Expulso do PDT por apoiar o impeachment de Dilma, hoje ele está em um dos partidos do Centrão, o PR. Estranhando a ausência dos colegas parlamentares, seu discurso foi na contramão dos demais ao atribuir ao governo a dificuldade de se articular com o Congresso: “Vieram dois, né? Porque ninguém quer se comprometer”. “Há poucos dias um ministro me disse assim: ‘Deputado, tu que é coordenador da bancada gaúcha, temos que aprovar a reforma da Previdência’. Eu falei: ‘Eu voto. Fui da CCJ [Comissão de Constituição e Justiça], votei a favor. Voto a favor agora na Comissão Especial, que eu sou membro. Só que esse discurso de vocês, dos técnicos, é um discurso lindo pra quem não entende de política’. Eu perguntei: ‘O senhor tem filhos?’. E ele disse: ‘Tenho’. E eu perguntei: ‘O que o senhor fazia pros seus filhos dormirem?’. Ele disse: ‘Eu cantava no ouvido deles’. E eu falei: ‘O governo tem que aprender a cantar no ouvido das pessoas’. Todo presidente da República precisa dialogar com o Parlamento. ‘Toma lá, dá cá’ é a coisa mais certa que existe na política no Brasil e no mundo, mas não o ‘toma lá, dá cá’ da corrupção”, disse. “Eu fiz 153 mil votos. Eu tenho que dar resposta para a minha Soledade, para a minha Não-Me-Toque, para São Borja, que eu fiz 6 mil votos, eu me elegi pra isso”, disse referindo-se a municípios do Rio Grande do Sul.

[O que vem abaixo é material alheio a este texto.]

use std::time::{Duration, Instant};

use tracing::{debug, info, warn};

use crate::api::Backend;
use crate::domain::ApiError;

pub const TICK_INTERVAL: Duration = Duration::from_millis(1200);
pub const PROGRESS_STEP: u8 = 10;
pub const READY_DELAY: Duration = Duration::from_millis(600);
pub const PROVISION_FAILED: &str = "Failed to provision workspace";

#[derive(Debug, Clone, PartialEq, Eq)]
pub enum WorkspaceState {
    Inactive,
    Provisioning { progress: u8 },
    Ready { url: String },
    Error { message: String },
}

/// Repeating timer, driven by the event loop through [`Workspace::tick`].
#[derive(Debug)]
struct Ticker {
    interval: Duration,
    next: Instant,
}

impl Ticker {
    fn start(interval: Duration, now: Instant) -> Self {
        Self {
            interval,
            next: now + interval,
        }
    }

    // Number of intervals that elapsed since the last call.
    fn fire(&mut self, now: Instant) -> u32 {
        let mut fired = 0;
        while now >= self.next {
            self.next += self.interval;
            fired += 1;
        }
        fired
    }
}

/// Provisioning panel of the student workspace. Progress is simulated: the
/// backend answers right away, the panel counts up before showing the url.
#[derive(Debug)]
pub struct Workspace {
    state: WorkspaceState,
    url: String,
    ticker: Option<Ticker>,
    ready_at: Option<Instant>,
}

impl Default for Workspace {
    fn default() -> Self {
        Self {
            state: WorkspaceState::Inactive,
            url: String::new(),
            ticker: None,
            ready_at: None,
        }
    }
}

impl Workspace {
    pub fn state(&self) -> &WorkspaceState {
        &self.state
    }

    pub fn url(&self) -> Option<&str> {
        match &self.state {
            WorkspaceState::Ready { url } if !url.is_empty() => Some(url),
            _ => None,
        }
    }

    /// True while a timer is armed.
    pub fn has_timers(&self) -> bool {
        self.ticker.is_some() || self.ready_at.is_some()
    }

    pub fn launch(&mut self, backend: &dyn Backend, now: Instant) {
        self.start_provisioning(now);
        match backend.create_workspace() {
            Ok(ws) => {
                info!("Workspace created at {}", ws.url);
                self.url = ws.url;
            }
            Err(e) => {
                warn!("Workspace provisioning failed: {e}");
                self.stop_timers();
                // Only a backend answer carries a message worth showing
                let message = match e {
                    ApiError::Backend { message, .. } if !message.is_empty() => message,
                    _ => PROVISION_FAILED.to_string(),
                };
                self.state = WorkspaceState::Error { message };
            }
        }
    }

    pub fn retry(&mut self, backend: &dyn Backend, now: Instant) {
        if matches!(self.state, WorkspaceState::Error { .. }) {
            self.launch(backend, now);
        }
    }

    pub fn cancel(&mut self) {
        if matches!(self.state, WorkspaceState::Provisioning { .. }) {
            debug!("Provisioning canceled");
            self.stop_timers();
            self.state = WorkspaceState::Inactive;
        }
    }

    /// Advances the timers. Returns true when the state changed.
    pub fn tick(&mut self, now: Instant) -> bool {
        let mut changed = false;

        if let (WorkspaceState::Provisioning { progress }, Some(ticker)) =
            (&mut self.state, self.ticker.as_mut())
        {
            let fired = ticker.fire(now);
            if fired > 0 {
                let step = u32::from(PROGRESS_STEP) * fired;
                *progress = std::cmp::min(100, u32::from(*progress) + step) as u8;
                changed = true;
                if *progress == 100 {
                    self.ticker = None;
                    self.ready_at = Some(now + READY_DELAY);
                }
            }
        }

        if let Some(due) = self.ready_at
            && now >= due
        {
            self.ready_at = None;
            self.state = WorkspaceState::Ready {
                url: self.url.clone(),
            };
            changed = true;
        }
        changed
    }

    fn start_provisioning(&mut self, now: Instant) {
        self.url.clear();
        self.ready_at = None;
        self.ticker = Some(Ticker::start(TICK_INTERVAL, now));
        self.state = WorkspaceState::Provisioning { progress: 0 };
    }

    fn stop_timers(&mut self) {
        self.ticker = None;
        self.ready_at = None;
    }
}

#[cfg(test)]
mod tests {
    use super::*;
    use crate::api::{Profile, WorkspaceInfo};

    struct Stub(Result<WorkspaceInfo, ApiError>);

    impl Backend for Stub {
        fn profile(&self) -> Result<Profile, ApiError> {
            Ok(Profile::default())
        }

        fn create_workspace(&self) -> Result<WorkspaceInfo, ApiError> {
            self.0.clone()
        }

        fn logout(&self, _refresh_token: &str) -> Result<(), ApiError> {
            Ok(())
        }
    }

    fn ok() -> Stub {
        Stub(Ok(WorkspaceInfo {
            url: "http://localhost:8080".into(),
        }))
    }

    #[test]
    fn progress_runs_to_ready() {
        let t0 = Instant::now();
        let mut ws = Workspace::default();
        ws.launch(&ok(), t0);
        assert_eq!(ws.state(), &WorkspaceState::Provisioning { progress: 0 });

        assert!(!ws.tick(t0 + Duration::from_millis(1000)));
        for n in 1..=10u32 {
            assert!(ws.tick(t0 + TICK_INTERVAL * n));
            assert_eq!(
                ws.state(),
                &WorkspaceState::Provisioning {
                    progress: (n * 10) as u8
                }
            );
        }

        // Repeating timer is gone, only the one-shot follow-up is left
        let full = t0 + TICK_INTERVAL * 10;
        assert!(ws.has_timers());
        assert!(!ws.tick(full + READY_DELAY / 2));
        assert!(ws.tick(full + READY_DELAY));
        assert_eq!(ws.url(), Some("http://localhost:8080"));
        assert!(!ws.has_timers());
    }

    #[test]
    fn late_tick_catches_up_and_caps_at_hundred() {
        let t0 = Instant::now();
        let mut ws = Workspace::default();
        ws.launch(&ok(), t0);
        let late = t0 + TICK_INTERVAL * 15;
        assert!(ws.tick(late));
        assert_eq!(ws.state(), &WorkspaceState::Provisioning { progress: 100 });
        assert!(ws.tick(late + READY_DELAY));
        assert!(matches!(ws.state(), WorkspaceState::Ready { .. }));
    }

    #[test]
    fn cancel_drops_timers() {
        let t0 = Instant::now();
        let mut ws = Workspace::default();
        ws.launch(&ok(), t0);
        ws.tick(t0 + TICK_INTERVAL * 3);
        ws.cancel();
        assert_eq!(ws.state(), &WorkspaceState::Inactive);
        assert!(!ws.has_timers());
        assert!(!ws.tick(t0 + TICK_INTERVAL * 20));
        assert_eq!(ws.state(), &WorkspaceState::Inactive);
    }

    #[test]
    fn relaunch_resets_progress() {
        let t0 = Instant::now();
        let mut ws = Workspace::default();
        ws.launch(&ok(), t0);
        ws.tick(t0 + TICK_INTERVAL * 4);
        ws.cancel();

        let t1 = t0 + TICK_INTERVAL * 5;
        ws.launch(&ok(), t1);
        assert_eq!(ws.state(), &WorkspaceState::Provisioning { progress: 0 });
        // The fresh ticker counts from the new launch
        assert!(!ws.tick(t1 + TICK_INTERVAL / 2));
        assert!(ws.tick(t1 + TICK_INTERVAL));
        assert_eq!(ws.state(), &WorkspaceState::Provisioning { progress: 10 });
    }

    #[test]
    fn backend_failure_shows_message_and_retry_starts_over() {
        let t0 = Instant::now();
        let mut ws = Workspace::default();
        let failing = Stub(Err(ApiError::Backend {
            status: 503,
            message: "Workspace feature not available".into(),
        }));
        ws.launch(&failing, t0);
        assert_eq!(
            ws.state(),
            &WorkspaceState::Error {
                message: "Workspace feature not available".into()
            }
        );
        assert!(!ws.has_timers());

        ws.retry(&ok(), t0);
        assert_eq!(ws.state(), &WorkspaceState::Provisioning { progress: 0 });
        assert!(ws.has_timers());
    }

    #[test]
    fn empty_url_still_becomes_ready() {
        let t0 = Instant::now();
        let mut ws = Workspace::default();
        ws.launch(&Stub(Ok(WorkspaceInfo { url: String::new() })), t0);
        ws.tick(t0 + TICK_INTERVAL * 10);
        ws.tick(t0 + TICK_INTERVAL * 10 + READY_DELAY);
        assert_eq!(ws.state(), &WorkspaceState::Ready { url: String::new() });
        assert_eq!(ws.url(), None);
    }

    #[test]
    fn transport_failure_uses_fallback() {
        let mut ws = Workspace::default();
        ws.launch(
            &Stub(Err(ApiError::Network("connection refused".into()))),
            Instant::now(),
        );
        assert_eq!(
            ws.state(),
            &WorkspaceState::Error {
                message: PROVISION_FAILED.into()
            }
        );

        ws.retry(&Stub(Err(ApiError::Decode("expected value".into()))), Instant::now());
        assert_eq!(
            ws.state(),
            &WorkspaceState::Error {
                message: PROVISION_FAILED.into()
            }
        );
    }

    #[test]
    fn empty_backend_message_uses_fallback() {
        let mut ws = Workspace::default();
        let failing = Stub(Err(ApiError::Backend {
            status: 500,
            message: String::new(),
        }));
        ws.launch(&failing, Instant::now());
        assert_eq!(
            ws.state(),
            &WorkspaceState::Error {
                message: PROVISION_FAILED.into()
            }
        );
    }
}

A mensagem de Cherini não agradou aos produtores ouvidos pela Pública. “Nós ouvimos aqui um parlamentar dizer que a grande solução é na base do toma lá, dá cá. Isso me deixou até um pouco constrangido em falar alguma coisa. Temos que nos mobilizar e cobrar que nossos representantes deem um pouco de si também, como nós estamos fazendo aqui, estamos deixando nossos afazeres e deslocando essa distância para dar um apoio às mobilizações”, afirmou Cícero José Teixeira, presidente do Sindicato de Produtores Rurais de Luís Eduardo Magalhães (BA).
Movimento do agronegócio promete mobilização permanente para pressionar o Congresso pela reforma da previdência, tributária e o pacote anticrime do ministro Sérgio Moro. (Foto: Divulgação/AgroBrasília)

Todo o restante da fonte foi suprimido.